• EXERCISE PROMPT: All of the lines below should be copied word for word.

════════════════════

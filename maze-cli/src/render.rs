use colored::Colorize;
use itertools::Itertools;
use types::{GridCoord, Walkability, WalkabilityMatrix};

/// What to draw over the terrain
#[derive(Debug, Default)]
pub(crate) struct Overlay<'a> {
    pub start: Option<GridCoord>,
    pub enemies: &'a [GridCoord],
    pub path: &'a [GridCoord],
    pub visited: &'a [GridCoord],
}

fn terrain(cell: Walkability) -> String {
    match cell {
        Walkability::Blocked => "#".dimmed().to_string(),
        Walkability::Free => ".".to_string(),
        Walkability::Goal => "*".cyan().bold().to_string(),
        Walkability::Ladder => "H".to_string(),
        Walkability::Slow => "~".blue().to_string(),
    }
}

pub(crate) fn draw(walkability: &WalkabilityMatrix, overlay: &Overlay) -> String {
    (0..walkability.rows() as i32)
        .map(|row| {
            (0..walkability.cols() as i32)
                .map(|col| {
                    let c = GridCoord::new(row, col);

                    if overlay.enemies.contains(&c) {
                        "E".red().bold().to_string()
                    } else if overlay.start == Some(c) {
                        "S".green().bold().to_string()
                    } else if overlay.path.contains(&c) {
                        "o".green().to_string()
                    } else if overlay.visited.contains(&c) {
                        "x".yellow().to_string()
                    } else {
                        terrain(walkability.get(c))
                    }
                })
                .join(" ")
        })
        .join("\n")
}

pub(crate) fn format_path(path: &[GridCoord]) -> String {
    path.iter().map(|c| c.to_string()).join(" -> ")
}

#[cfg(test)]
mod tests {
    use super::*;

    #[test]
    fn test_draw_marks_the_path() {
        colored::control::set_override(false);

        let w = WalkabilityMatrix::compute(
            &types::Maze::from_rows(vec![
                vec![1, 1, 1, 1],
                vec![1, 0, 2, 1],
                vec![1, 1, 1, 1],
            ])
            .unwrap(),
        );
        let path = [GridCoord::new(1, 1), GridCoord::new(1, 2)];
        let overlay = Overlay {
            start: Some(GridCoord::new(1, 1)),
            path: &path,
            ..Default::default()
        };

        assert_eq!(draw(&w, &overlay), "# # # #\n# S o #\n# # # #");
        assert_eq!(format_path(&path), "(1, 1) -> (1, 2)");
    }
}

════════════════════

• ANSWER BOX:
filename maze-cli/src/render.rs
use colored::Colorize;
use itertools::Itertools;
use types::{GridCoord, Walkability, WalkabilityMatrix};

/// What to draw over the terrain
#[derive(Debug, Default)]
pub(crate) struct Overlay<'a> {
    pub start: Option<GridCoord>,
    pub enemies: &'a [GridCoord],
    pub path: &'a [GridCoord],
    pub visited: &'a [GridCoord],
}

fn terrain(cell: Walkability) -> String {
    match cell {
        Walkability::Blocked => "#".dimmed().to_string(),
        Walkability::Free => ".".to_string(),
        Walkability::Goal => "*".cyan().bold().to_string(),
        Walkability::Ladder => "H".to_string(),
        Walkability::Slow => "~".blue().to_string(),
    }
}

pub(crate) fn draw(walkability: &WalkabilityMatrix, overlay: &Overlay) -> String {
    (0..walkability.rows() as i32)
        .map(|row| {
            (0..walkability.cols() as i32)
                .map(|col| {
                    let c = GridCoord::new(row, col);

                    if overlay.enemies.contains(&c) {
                        "E".red().bold().to_string()
                    } else if overlay.start == Some(c) {
                        "S".green().bold().to_string()
                    } else if overlay.path.contains(&c) {
                        "o".green().to_string()
                    } else if overlay.visited.contains(&c) {
                        "x".yellow().to_string()
                    } else {
                        terrain(walkability.get(c))
                    }
                })
                .join(" ")
        })
        .join("\n")
}

pub(crate) fn format_path(path: &[GridCoord]) -> String {
    path.iter().map(|c| c.to_string()).join(" -> ")
}

#[cfg(test)]
mod tests {
    use super::*;

    #[test]
    fn test_draw_marks_the_path() {
        colored::control::set_override(false);

        let w = WalkabilityMatrix::compute(
            &types::Maze::from_rows(vec![
                vec![1, 1, 1, 1],
                vec![1, 0, 2, 1],
                vec![1, 1, 1, 1],
            ])
            .unwrap(),
        );
        let path = [GridCoord::new(1, 1), GridCoord::new(1, 2)];
        let overlay = Overlay {
            start: Some(GridCoord::new(1, 1)),
            path: &path,
            ..Default::default()
        };

        assert_eq!(draw(&w, &overlay), "# # # #\n# S o #\n# # # #");
        assert_eq!(format_path(&path), "(1, 1) -> (1, 2)");
    }
}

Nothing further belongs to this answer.